The badge, from what I can tell, has brought little if any benefit to the city, and has most certainly cost Liverpool in terms of jobs, growth and investment.
You may think, as many do, that the World Heritage Site applies only to the waterfront. You would be mistaken. The WHS also has what is known as a buffer zone attached to it, and developments as far away as the Ropewalks area of the city have been impacted upon because of this vanity badge.
Liverpool’s Three Graces are rightly recognised as architectural wonders, and would be a beautiful addition to any landscape. However, though it is important that we celebrate the past, it is even more critical that we don’t live in it.
A fine modern museum has been added to the cultural waterfront offer. Peel have plans to invest billions of pounds regenerating dockland that has been left derelict for decades.
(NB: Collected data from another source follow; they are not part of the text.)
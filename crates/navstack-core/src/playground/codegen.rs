//! Snippet generator for the customizer playground.
//!
//! A pure mapping `(framework, variant, theme, menu entries) -> text`.
//! Every target emits the same semantic structure: brand mark, the ordered
//! menu list, and one "Sign Up" primary action. Utility-class targets embed
//! the composed class expression from [`navbar_class`]; the bootstrap
//! target branches into its own class names and, for glass and gradient,
//! an inline background style.

use crate::export::ExportArtifact;

use super::selection::{Framework, Theme, Variant};
use super::style::navbar_class;

/// Render the menu entries as plain `<li>` anchors, preserving order.
fn menu_list(entries: &[&str]) -> String {
    entries
        .iter()
        .map(|item| format!("<li><a href=\"#\">{item}</a></li>"))
        .collect::<Vec<_>>()
        .join("\n      ")
}

/// Inner navbar markup shared by the utility-class targets.
fn tailwind_content(entries: &[&str]) -> String {
    format!(
        r##"
  <div class="flex items-center gap-2 font-bold text-lg">
    <span>🔥</span> Navstack
  </div>
  <div class="hidden md:flex items-center gap-6">
    <ul class="flex gap-6">
      {items}
    </ul>
    <button class="bg-indigo-600 hover:bg-indigo-700 text-white px-4 py-1.5 rounded-md font-medium">Sign Up</button>
  </div>"##,
        items = menu_list(entries)
    )
}

/// Bootstrap encodes theme/variant as discrete class/style branches instead
/// of one composed class string.
fn bootstrap_chrome(variant: Variant, theme: Theme) -> (String, String) {
    let mut classes = String::from("navbar navbar-expand-lg shadow-sm");
    let mut styles = String::new();

    match variant {
        Variant::Minimal => {
            classes.push_str(match theme {
                Theme::Dark => " navbar-dark bg-dark",
                Theme::Light => " bg-body-tertiary",
            });
        }
        Variant::Gradient => {
            classes.push_str(" navbar-dark");
            styles.push_str(r#" style="background: linear-gradient(to right, #6366f1, #ec4899);""#);
        }
        Variant::Glass => {
            if theme == Theme::Dark {
                classes.push_str(" navbar-dark");
            }
            let bg = match theme {
                Theme::Dark => "rgba(0,0,0,0.2)",
                Theme::Light => "rgba(255,255,255,0.1)",
            };
            styles.push_str(&format!(
                r#" style="background-color: {bg}; backdrop-filter: blur(10px);""#
            ));
        }
    }

    (classes, styles)
}

fn bootstrap_markup(variant: Variant, theme: Theme, entries: &[&str]) -> String {
    let (classes, styles) = bootstrap_chrome(variant, theme);
    let items = entries
        .iter()
        .map(|item| format!("<li class=\"nav-item\"><a class=\"nav-link\" href=\"#\">{item}</a></li>"))
        .collect::<Vec<_>>()
        .join("\n        ");

    format!(
        r##"
<nav class="{classes}"{styles}>
  <div class="container-fluid">
    <a class="navbar-brand fw-bold" href="#">🔥 Navstack</a>
    <button class="navbar-toggler" type="button" data-bs-toggle="collapse" data-bs-target="#navbarNav">
      <span class="navbar-toggler-icon"></span>
    </button>
    <div class="collapse navbar-collapse" id="navbarNav">
      <ul class="navbar-nav ms-auto mb-2 mb-lg-0">
        {items}
      </ul>
      <button class="btn btn-primary ms-lg-3" type="button">Sign Up</button>
    </div>
  </div>
</nav>
"##
    )
}

/// Generate the snippet for one framework target.
///
/// Total and deterministic; the returned string is trim-normalized so the
/// displayed code, the clipboard payload, and the exported file agree.
pub fn generate(framework: Framework, variant: Variant, theme: Theme, entries: &[&str]) -> String {
    let raw = match framework {
        Framework::React => {
            format!(
                "<nav className=\"{}\">{}</nav>",
                navbar_class(variant, theme),
                tailwind_content(entries)
            )
        }
        Framework::Nextjs => {
            format!(
                "\"use client\";\n\nexport default function Navbar() {{\n  return (\n    <nav className=\"{}\">{}</nav>\n  );\n}}",
                navbar_class(variant, theme),
                tailwind_content(entries)
            )
        }
        Framework::Vue => {
            format!(
                "<template>\n  <nav class=\"{}\">{}</nav>\n</template>",
                navbar_class(variant, theme),
                tailwind_content(entries)
            )
        }
        Framework::Bootstrap => bootstrap_markup(variant, theme, entries),
    };

    raw.trim().to_string()
}

/// Package the current snippet for the browser save flow.
///
/// Filename rule: `navbar-<framework>.txt`, always plain text.
pub fn export_artifact(
    framework: Framework,
    variant: Variant,
    theme: Theme,
    entries: &[&str],
) -> ExportArtifact {
    ExportArtifact::text(
        format!("navbar-{framework}.txt"),
        generate(framework, variant, theme, entries),
    )
}

#[cfg(test)]
mod tests {
    use super::*;

    const MENU: [&str; 2] = ["Home", "Template"];

    fn occurrences(haystack: &str, needle: &str) -> usize {
        haystack.matches(needle).count()
    }

    #[test]
    fn generation_is_deterministic() {
        for framework in Framework::ALL {
            for variant in Variant::ALL {
                for theme in Theme::ALL {
                    let a = generate(framework, variant, theme, &MENU);
                    let b = generate(framework, variant, theme, &MENU);
                    assert_eq!(a, b, "{framework} {variant:?} {theme:?}");
                }
            }
        }
    }

    #[test]
    fn output_is_trim_normalized() {
        for framework in Framework::ALL {
            let code = generate(framework, Variant::Glass, Theme::Light, &MENU);
            assert_eq!(code, code.trim());
            assert!(!code.is_empty());
        }
    }

    #[test]
    fn every_target_lists_entries_in_order_exactly_once() {
        for framework in Framework::ALL {
            let code = generate(framework, Variant::Minimal, Theme::Light, &MENU);
            assert_eq!(occurrences(&code, ">Home<"), 1, "{framework}");
            assert_eq!(occurrences(&code, ">Template<"), 1, "{framework}");
            let home = code.find(">Home<").unwrap();
            let template = code.find(">Template<").unwrap();
            assert!(home < template, "{framework}: order not preserved");
        }
    }

    #[test]
    fn every_target_has_brand_and_primary_action() {
        for framework in Framework::ALL {
            let code = generate(framework, Variant::Glass, Theme::Dark, &MENU);
            assert!(code.contains("Navstack"), "{framework}: brand missing");
            assert_eq!(occurrences(&code, "Sign Up"), 1, "{framework}");
        }
    }

    #[test]
    fn framework_changes_syntax_but_not_content() {
        let react = generate(Framework::React, Variant::Glass, Theme::Light, &MENU);
        let vue = generate(Framework::Vue, Variant::Glass, Theme::Light, &MENU);
        let bootstrap = generate(Framework::Bootstrap, Variant::Glass, Theme::Light, &MENU);

        assert_ne!(react, vue);
        assert_ne!(react, bootstrap);
        for code in [&react, &vue, &bootstrap] {
            assert_eq!(occurrences(code, ">Home<"), 1);
            assert_eq!(occurrences(code, ">Template<"), 1);
            assert_eq!(occurrences(code, "Sign Up"), 1);
        }
        // Same composed class expression on both utility-class targets.
        assert!(react.contains("bg-white/10 backdrop-blur-md"));
        assert!(vue.contains("bg-white/10 backdrop-blur-md"));
    }

    #[test]
    fn nextjs_wraps_markup_in_a_client_component() {
        let code = generate(Framework::Nextjs, Variant::Minimal, Theme::Dark, &MENU);
        assert!(code.starts_with("\"use client\";"));
        assert!(code.contains("export default function Navbar()"));
        assert!(code.contains("bg-gray-900 text-white"));
    }

    #[test]
    fn vue_wraps_markup_in_a_template_block() {
        let code = generate(Framework::Vue, Variant::Gradient, Theme::Light, &MENU);
        assert!(code.starts_with("<template>"));
        assert!(code.ends_with("</template>"));
        // Vue uses plain class, not className.
        assert!(!code.contains("className"));
    }

    #[test]
    fn bootstrap_branches_per_variant_and_theme() {
        let minimal_dark = generate(Framework::Bootstrap, Variant::Minimal, Theme::Dark, &MENU);
        assert!(minimal_dark.contains("navbar-dark bg-dark"));
        assert!(!minimal_dark.contains("style="));

        let minimal_light = generate(Framework::Bootstrap, Variant::Minimal, Theme::Light, &MENU);
        assert!(minimal_light.contains("bg-body-tertiary"));

        let gradient = generate(Framework::Bootstrap, Variant::Gradient, Theme::Light, &MENU);
        assert!(gradient.contains("linear-gradient(to right, #6366f1, #ec4899)"));

        let glass_light = generate(Framework::Bootstrap, Variant::Glass, Theme::Light, &MENU);
        assert!(glass_light.contains("rgba(255,255,255,0.1)"));
        assert!(glass_light.contains("backdrop-filter: blur(10px)"));

        let glass_dark = generate(Framework::Bootstrap, Variant::Glass, Theme::Dark, &MENU);
        assert!(glass_dark.contains("rgba(0,0,0,0.2)"));
        assert!(glass_dark.contains("navbar-dark"));
    }

    #[test]
    fn glass_light_react_scenario() {
        let entries = ["Features", "Pricing", "Company"];
        let code = generate(Framework::React, Variant::Glass, Theme::Light, &entries);

        assert!(code.contains("<nav className=\""));
        assert!(code.contains("bg-white/10"));
        assert!(code.contains("backdrop-blur-md"));
        assert_eq!(occurrences(&code, "<li>"), 3);
        let f = code.find(">Features<").unwrap();
        let p = code.find(">Pricing<").unwrap();
        let c = code.find(">Company<").unwrap();
        assert!(f < p && p < c);
        assert_eq!(occurrences(&code, "Sign Up"), 1);
    }

    #[test]
    fn export_filename_follows_framework() {
        for (framework, expected) in [
            (Framework::React, "navbar-react.txt"),
            (Framework::Nextjs, "navbar-nextjs.txt"),
            (Framework::Vue, "navbar-vue.txt"),
            (Framework::Bootstrap, "navbar-bootstrap.txt"),
        ] {
            let artifact = export_artifact(framework, Variant::Glass, Theme::Light, &MENU);
            assert_eq!(artifact.filename, expected);
            assert_eq!(artifact.mime, "text/plain");
            assert_eq!(
                artifact.content,
                generate(framework, Variant::Glass, Theme::Light, &MENU)
            );
        }
    }
}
And a city that has been over reliant on public subsidy for far too long is desperate to create an enterprise zone that does what it says on the tin!
If losing World Heritage Status is the price that has to be paid to meet those objectives, so be it. For me, the status has simply acted as a barrier to regeneration, given an already over-powerful heritage lobby a nuclear button to press when it suited them, and sent potential investors dashing towards alternative opportunities.
The argument that this Unesco tag has boosted our tourism offer just doesn’t, forgive the pun, hold water. Liverpool’s waterfront was famous long before Unesco was even heard of. The Beatles, football and the Capital of Culture year are what have driven Liverpool as a destination city. Be honest, have you ever heard any visitor to Liverpool say they are in town because of Unesco?
World Heritage Status is a nice claim to fame – but economically and culturally it’s as useful as a chocolate tea pot.